Transcribe word for word the lines below from the line with "self.entries.len()" through the line with "half of another.", ends included.

[Dataset entries]
=-=-=
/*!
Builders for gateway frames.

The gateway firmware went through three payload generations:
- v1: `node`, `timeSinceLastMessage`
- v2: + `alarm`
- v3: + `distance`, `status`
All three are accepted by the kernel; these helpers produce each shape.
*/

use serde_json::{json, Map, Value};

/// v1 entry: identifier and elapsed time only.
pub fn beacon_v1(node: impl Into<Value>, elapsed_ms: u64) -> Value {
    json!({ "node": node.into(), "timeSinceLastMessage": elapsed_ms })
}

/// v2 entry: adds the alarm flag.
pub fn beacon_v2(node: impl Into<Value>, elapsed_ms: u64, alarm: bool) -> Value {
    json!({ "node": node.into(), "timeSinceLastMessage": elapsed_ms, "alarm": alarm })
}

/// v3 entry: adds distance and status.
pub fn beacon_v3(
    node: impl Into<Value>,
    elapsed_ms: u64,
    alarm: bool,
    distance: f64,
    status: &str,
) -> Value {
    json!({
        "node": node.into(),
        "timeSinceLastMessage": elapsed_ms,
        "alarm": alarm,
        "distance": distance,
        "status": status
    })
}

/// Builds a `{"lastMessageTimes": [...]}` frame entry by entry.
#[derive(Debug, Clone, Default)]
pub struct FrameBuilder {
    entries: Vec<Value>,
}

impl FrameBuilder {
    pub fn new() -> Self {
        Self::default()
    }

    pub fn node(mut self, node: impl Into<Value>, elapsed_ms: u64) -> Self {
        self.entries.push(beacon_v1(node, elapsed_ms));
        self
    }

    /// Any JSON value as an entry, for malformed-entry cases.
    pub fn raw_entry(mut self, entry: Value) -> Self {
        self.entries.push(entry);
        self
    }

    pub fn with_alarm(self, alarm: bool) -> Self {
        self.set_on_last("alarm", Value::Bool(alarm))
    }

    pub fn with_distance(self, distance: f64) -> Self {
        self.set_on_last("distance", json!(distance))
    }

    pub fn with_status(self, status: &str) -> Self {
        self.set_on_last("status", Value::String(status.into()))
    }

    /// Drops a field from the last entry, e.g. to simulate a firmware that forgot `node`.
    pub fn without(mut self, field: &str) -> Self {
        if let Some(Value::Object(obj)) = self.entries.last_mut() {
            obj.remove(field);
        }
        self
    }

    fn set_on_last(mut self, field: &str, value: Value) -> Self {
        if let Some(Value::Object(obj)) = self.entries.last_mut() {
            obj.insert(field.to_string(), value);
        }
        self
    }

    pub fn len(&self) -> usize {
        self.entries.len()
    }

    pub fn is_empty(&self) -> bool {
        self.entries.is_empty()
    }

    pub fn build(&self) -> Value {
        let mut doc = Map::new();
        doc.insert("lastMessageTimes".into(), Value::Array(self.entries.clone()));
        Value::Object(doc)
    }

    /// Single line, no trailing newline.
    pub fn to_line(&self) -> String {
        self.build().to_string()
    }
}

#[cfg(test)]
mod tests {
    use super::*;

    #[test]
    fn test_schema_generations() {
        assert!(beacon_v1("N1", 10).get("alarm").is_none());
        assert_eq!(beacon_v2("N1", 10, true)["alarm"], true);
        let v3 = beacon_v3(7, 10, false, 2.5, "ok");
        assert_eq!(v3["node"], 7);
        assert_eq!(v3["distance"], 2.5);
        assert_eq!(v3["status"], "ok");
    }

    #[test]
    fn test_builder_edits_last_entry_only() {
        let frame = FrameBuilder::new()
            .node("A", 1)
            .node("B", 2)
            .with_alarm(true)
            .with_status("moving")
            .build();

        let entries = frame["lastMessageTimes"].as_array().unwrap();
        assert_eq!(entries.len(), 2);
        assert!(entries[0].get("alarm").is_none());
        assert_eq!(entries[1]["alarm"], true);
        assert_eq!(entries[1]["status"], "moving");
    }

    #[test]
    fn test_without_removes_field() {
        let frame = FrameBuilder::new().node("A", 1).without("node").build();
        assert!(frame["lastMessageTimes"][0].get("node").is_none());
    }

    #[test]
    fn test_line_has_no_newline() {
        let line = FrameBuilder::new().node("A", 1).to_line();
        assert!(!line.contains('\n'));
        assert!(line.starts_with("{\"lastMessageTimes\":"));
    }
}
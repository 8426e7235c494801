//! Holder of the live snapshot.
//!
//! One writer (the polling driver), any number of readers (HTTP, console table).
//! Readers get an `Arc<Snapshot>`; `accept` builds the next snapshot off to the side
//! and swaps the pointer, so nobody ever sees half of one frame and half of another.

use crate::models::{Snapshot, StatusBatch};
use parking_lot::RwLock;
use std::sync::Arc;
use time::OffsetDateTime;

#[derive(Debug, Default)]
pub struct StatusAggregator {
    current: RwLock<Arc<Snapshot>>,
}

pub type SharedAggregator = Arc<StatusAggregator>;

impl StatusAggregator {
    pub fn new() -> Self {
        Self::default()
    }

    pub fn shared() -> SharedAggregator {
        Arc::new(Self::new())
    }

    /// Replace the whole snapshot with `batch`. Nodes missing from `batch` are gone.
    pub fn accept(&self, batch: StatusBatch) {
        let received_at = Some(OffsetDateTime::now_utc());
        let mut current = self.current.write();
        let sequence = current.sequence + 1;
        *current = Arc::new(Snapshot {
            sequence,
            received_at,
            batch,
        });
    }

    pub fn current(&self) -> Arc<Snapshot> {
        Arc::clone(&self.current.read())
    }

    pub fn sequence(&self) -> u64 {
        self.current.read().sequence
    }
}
=-=-=
Task output ->
        self.entries.len()
    }

    pub fn is_empty(&self) -> bool {
        self.entries.is_empty()
    }

    pub fn build(&self) -> Value {
        let mut doc = Map::new();
        doc.insert("lastMessageTimes".into(), Value::Array(self.entries.clone()));
        Value::Object(doc)
    }

    /// Single line, no trailing newline.
    pub fn to_line(&self) -> String {
        self.build().to_string()
    }
}

#[cfg(test)]
mod tests {
    use super::*;

    #[test]
    fn test_schema_generations() {
        assert!(beacon_v1("N1", 10).get("alarm").is_none());
        assert_eq!(beacon_v2("N1", 10, true)["alarm"], true);
        let v3 = beacon_v3(7, 10, false, 2.5, "ok");
        assert_eq!(v3["node"], 7);
        assert_eq!(v3["distance"], 2.5);
        assert_eq!(v3["status"], "ok");
    }

    #[test]
    fn test_builder_edits_last_entry_only() {
        let frame = FrameBuilder::new()
            .node("A", 1)
            .node("B", 2)
            .with_alarm(true)
            .with_status("moving")
            .build();

        let entries = frame["lastMessageTimes"].as_array().unwrap();
        assert_eq!(entries.len(), 2);
        assert!(entries[0].get("alarm").is_none());
        assert_eq!(entries[1]["alarm"], true);
        assert_eq!(entries[1]["status"], "moving");
    }

    #[test]
    fn test_without_removes_field() {
        let frame = FrameBuilder::new().node("A", 1).without("node").build();
        assert!(frame["lastMessageTimes"][0].get("node").is_none());
    }

    #[test]
    fn test_line_has_no_newline() {
        let line = FrameBuilder::new().node("A", 1).to_line();
        assert!(!line.contains('\n'));
        assert!(line.starts_with("{\"lastMessageTimes\":"));
    }
}
repository 8426e7235c494801
//! Holder of the live snapshot.
//!
//! One writer (the polling driver), any number of readers (HTTP, console table).
//! Readers get an `Arc<Snapshot>`; `accept` builds the next snapshot off to the side
//! and swaps the pointer, so nobody ever sees half of one frame and half of another.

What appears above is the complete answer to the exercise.